ONTAP Discussions
ONTAP Discussions
I recently ran the storage aggregate show-scrub-status command on all of our clusters. On all but one cluster the last scrub time was within a week of today, with one exception, and that one was within two weeks. However, on one cluster (a 4-node all AFF cluster), two aggregates had a "-" for Last Scrub Time and was in a suspended state.
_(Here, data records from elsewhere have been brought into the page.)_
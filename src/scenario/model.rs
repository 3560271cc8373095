use std::collections::{BTreeMap, HashSet};

use crate::engine::config::EngineConfig;
use crate::foundation::error::{FliplineError, FliplineResult};
use crate::foundation::geometry::LayoutBox;
use crate::projection::node::ProjectionOptions;

fn default_fps() -> f64 {
    60.0
}

/// A scripted sequence of layout changes replayed against an animation root.
///
/// Frame `n` renders at `n / fps` seconds. Steps apply right before the frame they name.
#[derive(Clone, Debug, PartialEq, serde::Serialize, serde::Deserialize)]
pub struct Scenario {
    #[serde(default)]
    pub config: EngineConfig,
    #[serde(default = "default_fps")]
    pub fps: f64,
    /// Number of frames to render.
    pub frames: u64,
    /// Nodes mounted before frame 0, parents before children.
    #[serde(default)]
    pub nodes: Vec<NodeSpec>,
    #[serde(default)]
    pub steps: Vec<Step>,
}

#[derive(Clone, Debug, PartialEq, serde::Serialize, serde::Deserialize)]
pub struct NodeSpec {
    pub id: String,
    #[serde(default)]
    pub parent: Option<String>,
    #[serde(default)]
    pub options: ProjectionOptions,
    pub layout: LayoutBox,
    /// Per-frame progress values for this node's first transition.
    #[serde(default)]
    pub progress: Option<Vec<f64>>,
}

/// Host changes applied together, as one render of the host UI.
///
/// Every live root is snapshotted before the changes and re-measured after them.
#[derive(Clone, Debug, Default, PartialEq, serde::Serialize, serde::Deserialize)]
#[serde(default)]
pub struct Step {
    pub frame: u64,
    /// New boxes for existing nodes.
    pub layout: BTreeMap<String, LayoutBox>,
    pub options: BTreeMap<String, ProjectionOptions>,
    /// Per-frame progress values for the transition this step starts.
    pub progress: BTreeMap<String, Vec<f64>>,
    /// Nodes leaving with presence: they stay mounted but give up their continuity lead.
    pub exit: Vec<String>,
    pub unmount: Vec<String>,
    pub mount: Vec<NodeSpec>,
}

impl Scenario {
    pub fn from_json_str(s: &str) -> FliplineResult<Self> {
        let scenario: Self = serde_json::from_str(s)?;
        scenario.validate()?;
        Ok(scenario)
    }

    /// Static checks. Node references inside steps are checked during replay, where the set
    /// of live nodes is known.
    pub fn validate(&self) -> FliplineResult<()> {
        self.config.validate()?;
        if !(self.fps.is_finite() && self.fps > 0.0) {
            return Err(FliplineError::validation("scenario fps must be finite and > 0"));
        }
        if self.frames == 0 {
            return Err(FliplineError::validation("scenario frames must be > 0"));
        }

        let mut seen = HashSet::new();
        for node in &self.nodes {
            if !seen.insert(node.id.as_str()) {
                return Err(FliplineError::validation(format!(
                    "duplicate node id '{}'",
                    node.id
                )));
            }
            if let Some(parent) = &node.parent {
                if !seen.contains(parent.as_str()) || parent == &node.id {
                    return Err(FliplineError::validation(format!(
                        "node '{}' references parent '{parent}' before it is declared",
                        node.id
                    )));
                }
            }
        }

        let mut last: Option<u64> = None;
        for step in &self.steps {
            if last.is_some_and(|l| step.frame <= l) {
                return Err(FliplineError::validation(format!(
                    "steps must have strictly increasing frames (frame {})",
                    step.frame
                )));
            }
            if step.frame >= self.frames {
                return Err(FliplineError::validation(format!(
                    "step frame {} is outside the {} rendered frames",
                    step.frame, self.frames
                )));
            }
            last = Some(step.frame);
        }
        Ok(())
    }

    /// Milliseconds between frames.
    pub fn frame_ms(&self) -> f64 {
        1000.0 / self.fps
    }
}

#[cfg(test)]
#[path = "../../tests/unit/scenario/model.rs"]
mod tests;
//! Transform strings for projected nodes.
//!
//! Output form is `translate3d(<x>px, <y>px, 0px) scale(<sx>, <sy>)`, or `none` for identity.
//! Both scale components are always written.

use kurbo::Vec2;

use crate::foundation::geometry::{Delta, is_delta_zero, mix};

pub const IDENTITY_TRANSFORM: &str = "none";

/// Cheap path: interpolate a recorded delta toward identity.
///
/// `progress` outside `[0, 1]` is clamped; non-finite progress counts as complete.
pub fn build_layout_animation_transform(delta: &Delta, progress: f64) -> String {
    let p = if progress.is_finite() {
        progress.clamp(0.0, 1.0)
    } else {
        1.0
    };
    if p >= 1.0 {
        return IDENTITY_TRANSFORM.to_string();
    }
    format_transform(
        mix(delta.x.translate, 0.0, p),
        mix(delta.y.translate, 0.0, p),
        mix(delta.x.scale, 1.0, p),
        mix(delta.y.scale, 1.0, p),
    )
}

/// Corrective path: translation is divided by the accumulated ancestor scale so it lands in
/// page pixels once the ancestors' own transforms apply.
pub fn build_projection_transform(delta: &Delta, tree_scale: Vec2) -> String {
    if is_delta_zero(delta) {
        return IDENTITY_TRANSFORM.to_string();
    }
    format_transform(
        delta.x.translate / safe_scale(tree_scale.x),
        delta.y.translate / safe_scale(tree_scale.y),
        delta.x.scale,
        delta.y.scale,
    )
}

fn safe_scale(s: f64) -> f64 {
    if s.is_finite() && s != 0.0 { s } else { 1.0 }
}

fn format_transform(tx: f64, ty: f64, sx: f64, sy: f64) -> String {
    format!(
        "translate3d({}px, {}px, 0px) scale({}, {})",
        format_number(sanitize(tx, 0.0)),
        format_number(sanitize(ty, 0.0)),
        format_number(sanitize(sx, 1.0)),
        format_number(sanitize(sy, 1.0)),
    )
}

fn sanitize(v: f64, fallback: f64) -> f64 {
    if v.is_finite() { v } else { fallback }
}

/// Shortest round-trip decimal, with `-0` written as `0`.
pub(crate) fn format_number(v: f64) -> String {
    if v == 0.0 {
        "0".to_string()
    } else {
        format!("{v}")
    }
}

#[cfg(test)]
#[path = "../../tests/unit/projection/transform.rs"]
mod tests;
//! Axis, box and delta math shared by the projection engine.
//!
//! Every delta is computed about an origin point expressed as a fraction of the source axis
//! (`0.5` is the midpoint), so that scale and translation compose around a pivot rather than
//! around the axis minimum. None of these functions can fail: degenerate inputs fall back to
//! identity-safe values.

use crate::foundation::error::FliplineError;

/// Scales closer to `1` than this snap to exactly `1`.
pub const SCALE_PRECISION: f64 = 0.0001;
/// Translations closer to `0` than this snap to exactly `0`.
pub const TRANSLATE_PRECISION: f64 = 0.01;
/// Default delta origin (axis midpoint).
pub const DEFAULT_ORIGIN: f64 = 0.5;

/// A closed interval `[min, max]` along one axis. Invariant: `min <= max`.
#[derive(Clone, Copy, Debug, Default, PartialEq, serde::Serialize, serde::Deserialize)]
#[serde(try_from = "[f64; 2]", into = "[f64; 2]")]
pub struct Axis {
    pub min: f64,
    pub max: f64,
}

impl Axis {
    /// The empty axis at zero.
    pub const ZERO: Self = Self { min: 0.0, max: 0.0 };

    /// Build an axis from two bounds in either order.
    pub fn new(a: f64, b: f64) -> Self {
        if b < a {
            Self { min: b, max: a }
        } else {
            Self { min: a, max: b }
        }
    }

    pub fn length(self) -> f64 {
        self.max - self.min
    }

    /// Point at `origin` (a fraction of the length) along the axis.
    pub fn point_at(self, origin: f64) -> f64 {
        mix(self.min, self.max, origin)
    }

    pub fn midpoint(self) -> f64 {
        self.point_at(DEFAULT_ORIGIN)
    }
}

impl TryFrom<[f64; 2]> for Axis {
    type Error = FliplineError;

    fn try_from([min, max]: [f64; 2]) -> Result<Self, Self::Error> {
        if !min.is_finite() || !max.is_finite() {
            return Err(FliplineError::validation("axis bounds must be finite"));
        }
        if min > max {
            return Err(FliplineError::validation(format!(
                "axis min must be <= max (got [{min}, {max}])"
            )));
        }
        Ok(Self { min, max })
    }
}

impl From<Axis> for [f64; 2] {
    fn from(axis: Axis) -> Self {
        [axis.min, axis.max]
    }
}

/// Axis selector used by [`each_axis`] and the per-axis accessors.
#[derive(Clone, Copy, Debug, PartialEq, Eq, Hash, serde::Serialize, serde::Deserialize)]
#[serde(rename_all = "lowercase")]
pub enum AxisName {
    X,
    Y,
}

/// Axes in iteration order.
pub const AXES: [AxisName; 2] = [AxisName::X, AxisName::Y];

/// Call `f` for `x` then `y`.
pub fn each_axis(mut f: impl FnMut(AxisName)) {
    for axis in AXES {
        f(axis);
    }
}

/// Axis-aligned rectangle in some coordinate space.
#[derive(Clone, Copy, Debug, Default, PartialEq, serde::Serialize, serde::Deserialize)]
pub struct LayoutBox {
    pub x: Axis,
    pub y: Axis,
}

impl LayoutBox {
    pub const ZERO: Self = Self {
        x: Axis::ZERO,
        y: Axis::ZERO,
    };

    pub fn new(x: Axis, y: Axis) -> Self {
        Self { x, y }
    }

    /// Build a box from its top-left corner and size. Negative sizes are normalized.
    pub fn from_origin_size(x: f64, y: f64, width: f64, height: f64) -> Self {
        Self {
            x: Axis::new(x, x + width),
            y: Axis::new(y, y + height),
        }
    }

    pub fn axis(&self, name: AxisName) -> Axis {
        match name {
            AxisName::X => self.x,
            AxisName::Y => self.y,
        }
    }

    pub fn axis_mut(&mut self, name: AxisName) -> &mut Axis {
        match name {
            AxisName::X => &mut self.x,
            AxisName::Y => &mut self.y,
        }
    }

    pub fn width(&self) -> f64 {
        self.x.length()
    }

    pub fn height(&self) -> f64 {
        self.y.length()
    }

    pub fn to_rect(self) -> kurbo::Rect {
        kurbo::Rect::new(self.x.min, self.y.min, self.x.max, self.y.max)
    }
}

impl From<kurbo::Rect> for LayoutBox {
    fn from(rect: kurbo::Rect) -> Self {
        Self {
            x: Axis::new(rect.x0, rect.x1),
            y: Axis::new(rect.y0, rect.y1),
        }
    }
}

impl From<LayoutBox> for kurbo::Rect {
    fn from(b: LayoutBox) -> Self {
        b.to_rect()
    }
}

/// Affine mapping of a source axis onto a target axis, pivoting on `origin_point`.
#[derive(Clone, Copy, Debug, PartialEq, serde::Serialize, serde::Deserialize)]
pub struct AxisDelta {
    pub translate: f64,
    pub scale: f64,
    /// Pivot as a fraction of the source axis.
    pub origin: f64,
    /// Pivot in the source axis' coordinate space.
    pub origin_point: f64,
}

impl AxisDelta {
    pub const IDENTITY: Self = Self {
        translate: 0.0,
        scale: 1.0,
        origin: DEFAULT_ORIGIN,
        origin_point: 0.0,
    };

    pub fn is_identity(&self) -> bool {
        self.translate == 0.0 && self.scale == 1.0
    }
}

impl Default for AxisDelta {
    fn default() -> Self {
        Self::IDENTITY
    }
}

/// Per-axis deltas for a whole box.
#[derive(Clone, Copy, Debug, Default, PartialEq, serde::Serialize, serde::Deserialize)]
pub struct Delta {
    pub x: AxisDelta,
    pub y: AxisDelta,
}

impl Delta {
    pub const IDENTITY: Self = Self {
        x: AxisDelta::IDENTITY,
        y: AxisDelta::IDENTITY,
    };

    pub fn axis(&self, name: AxisName) -> AxisDelta {
        match name {
            AxisName::X => self.x,
            AxisName::Y => self.y,
        }
    }

    pub fn axis_mut(&mut self, name: AxisName) -> &mut AxisDelta {
        match name {
            AxisName::X => &mut self.x,
            AxisName::Y => &mut self.y,
        }
    }

    /// The delta as a 2D affine transform in the source box' coordinate space.
    pub fn to_affine(&self) -> kurbo::Affine {
        let origin = kurbo::Vec2::new(self.x.origin_point, self.y.origin_point);
        // T(translate) * T(origin) * S(scale) * T(-origin)
        kurbo::Affine::translate((self.x.translate, self.y.translate))
            * kurbo::Affine::translate(origin)
            * kurbo::Affine::scale_non_uniform(self.x.scale, self.y.scale)
            * kurbo::Affine::translate(-origin)
    }
}

pub fn is_near(value: f64, target: f64, max_distance: f64) -> bool {
    (value - target).abs() <= max_distance
}

pub fn mix(from: f64, to: f64, progress: f64) -> f64 {
    from + (to - from) * progress
}

pub fn calc_length(axis: Axis) -> f64 {
    axis.length()
}

/// Width over height, `0` when the box has no height.
pub fn aspect_ratio(b: &LayoutBox) -> f64 {
    let h = b.height();
    if h == 0.0 { 0.0 } else { b.width() / h }
}

/// Shift an axis by `distance` without changing its length.
pub fn translate_axis(axis: &mut Axis, distance: f64) {
    axis.min += distance;
    axis.max += distance;
}

pub fn scale_point(point: f64, scale: f64, origin_point: f64) -> f64 {
    origin_point + scale * (point - origin_point)
}

pub fn apply_point_delta(point: f64, translate: f64, scale: f64, origin_point: f64) -> f64 {
    scale_point(point, scale, origin_point) + translate
}

pub fn apply_axis_delta(axis: &mut Axis, delta: &AxisDelta) {
    let min = apply_point_delta(axis.min, delta.translate, delta.scale, delta.origin_point);
    let max = apply_point_delta(axis.max, delta.translate, delta.scale, delta.origin_point);
    *axis = Axis::new(min, max);
}

pub fn apply_box_delta(b: &mut LayoutBox, delta: &Delta) {
    apply_axis_delta(&mut b.x, &delta.x);
    apply_axis_delta(&mut b.y, &delta.y);
}

/// Delta mapping `source` onto `target`, pivoting at `origin` along `source`.
///
/// Zero-length sources yield a scale of `1`; near-identity and non-finite components snap to
/// identity.
pub fn calc_axis_delta(source: Axis, target: Axis, origin: f64) -> AxisDelta {
    let origin_point = source.point_at(origin);

    let source_len = source.length();
    let mut scale = if source_len == 0.0 {
        1.0
    } else {
        target.length() / source_len
    };
    if !scale.is_finite() || is_near(scale, 1.0, SCALE_PRECISION) {
        scale = 1.0;
    }

    let mut translate = target.point_at(origin) - origin_point;
    if !translate.is_finite() || is_near(translate, 0.0, TRANSLATE_PRECISION) {
        translate = 0.0;
    }

    AxisDelta {
        translate,
        scale,
        origin,
        origin_point,
    }
}

pub fn calc_box_delta(source: &LayoutBox, target: &LayoutBox) -> Delta {
    calc_box_delta_with_origin(source, target, DEFAULT_ORIGIN, DEFAULT_ORIGIN)
}

pub fn calc_box_delta_with_origin(
    source: &LayoutBox,
    target: &LayoutBox,
    origin_x: f64,
    origin_y: f64,
) -> Delta {
    Delta {
        x: calc_axis_delta(source.x, target.x, origin_x),
        y: calc_axis_delta(source.y, target.y, origin_y),
    }
}

pub fn is_delta_zero(delta: &Delta) -> bool {
    delta.x.is_identity() && delta.y.is_identity()
}

pub fn box_equals(a: &LayoutBox, b: &LayoutBox) -> bool {
    a.x.min == b.x.min && a.x.max == b.x.max && a.y.min == b.y.min && a.y.max == b.y.max
}

/// Equality after rounding every bound to the nearest whole unit.
pub fn box_equals_rounded(a: &LayoutBox, b: &LayoutBox) -> bool {
    a.x.min.round() == b.x.min.round()
        && a.x.max.round() == b.x.max.round()
        && a.y.min.round() == b.y.min.round()
        && a.y.max.round() == b.y.max.round()
}

pub fn mix_axis(from: Axis, to: Axis, progress: f64) -> Axis {
    Axis::new(
        mix(from.min, to.min, progress),
        mix(from.max, to.max, progress),
    )
}

pub fn mix_box(from: &LayoutBox, to: &LayoutBox, progress: f64) -> LayoutBox {
    LayoutBox {
        x: mix_axis(from.x, to.x, progress),
        y: mix_axis(from.y, to.y, progress),
    }
}

/// `child` expressed relative to the minimum of `parent`.
pub fn calc_relative_axis(child: Axis, parent: Axis) -> Axis {
    let min = child.min - parent.min;
    Axis {
        min,
        max: min + child.length(),
    }
}

pub fn calc_relative_box(child: &LayoutBox, parent: &LayoutBox) -> LayoutBox {
    LayoutBox {
        x: calc_relative_axis(child.x, parent.x),
        y: calc_relative_axis(child.y, parent.y),
    }
}

/// Inverse of [`calc_relative_box`]: place `relative` inside `parent`.
pub fn apply_relative_box(relative: &LayoutBox, parent: &LayoutBox) -> LayoutBox {
    let place = |rel: Axis, parent: Axis| {
        let min = rel.min + parent.min;
        Axis {
            min,
            max: min + rel.length(),
        }
    };
    LayoutBox {
        x: place(relative.x, parent.x),
        y: place(relative.y, parent.y),
    }
}

#[cfg(test)]
#[path = "../../tests/unit/foundation/geometry.rs"]
mod tests;
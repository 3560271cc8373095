pub mod config;
pub mod root;

pub use config::EngineConfig;
pub use root::AnimationRoot;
One was 37% complete and the other was 71% complete. Should I be concerned and run the scrub manually?
Solved! See The Solution
Hi,
For AFF system, the default schedule is weekly at 1 a.m. on Sunday for the duration of 6 hours. So, if it extends beyond 6 hrs, ONTAP will suspend it and for non-AFF it is 4 hrs on weekday so any scrubbing that extends beyond that time will be suspended. This is understood.
However, the next schedule should have pick it up from suspension or start another run? Don't know!
Could be that if raid-scrub is in 'suspended' state, it remains in that state and never picked up again. That's very risky.
Could you do one thing:
1) Resume the suspended scrub:
::> storage aggregate scrub -aggregate <aggr> -node <node> -action resume
Hopefully, that should kick-off scrubbing from where it left. Bydefault : scrub perf impact is low, which means it is not going to have any negative impact on the storage performance. Also, as it is Friday, so no harm in resuming it.
2) Have a look later on and see if it completes.
May be once it is completed that it will pick-up new one (weekly for AFF).
https://docs.netapp.com/ontap-9/index.jsp?topic=%2Fcom.netapp.doc.dot-cm-cmpr-960%2FTOC__storage__raid-options.html [raid.scrub.schedule]
Thanks!
Hi,
For AFF system, the default schedule is weekly at 1 a.m. on Sunday for the duration of 6 hours. So, if it extends beyond 6 hrs, ONTAP will suspend it and for non-AFF it is 4 hrs on weekday so any scrubbing that extends beyond that time will be suspended. This is understood.
However, the next schedule should have pick it up from suspension or start another run? Don't know!
Could be that if raid-scrub is in 'suspended' state, it remains in that state and never picked up again. That's very risky.
Could you do one thing:
1) Resume the suspended scrub:
::> storage aggregate scrub -aggregate <aggr> -node <node> -action resume
Hopefully, that should kick-off scrubbing from where it left. Bydefault : scrub perf impact is low, which means it is not going to have any negative impact on the storage performance. Also, as it is Friday, so no harm in resuming it.
2) Have a look later on and see if it completes.
May be once it is completed that it will pick-up new one (weekly for AFF).
https://docs.netapp.com/ontap-9/index.jsp?topic=%2Fcom.netapp.doc.dot-cm-cmpr-960%2FTOC__storage__raid-options.html [raid.scrub.schedule]
Thanks!
THanks @Ontapforrum . I have kicked off the jobs and will review results on Monday. Hopefully they catch up!
Good stuff...do let us know how it goes eventually , yes that should catch up. Thanks!
@Ontapforrum the resume command got one of the affected aggregates caught up. The other one caught up partly and then went back to suspended. I'll keep manually resuming on that aggregate until it is fully caught up. All others have a fairly recent date now. Thanks for the help!
Thanks for the update. Great stuff. Take care!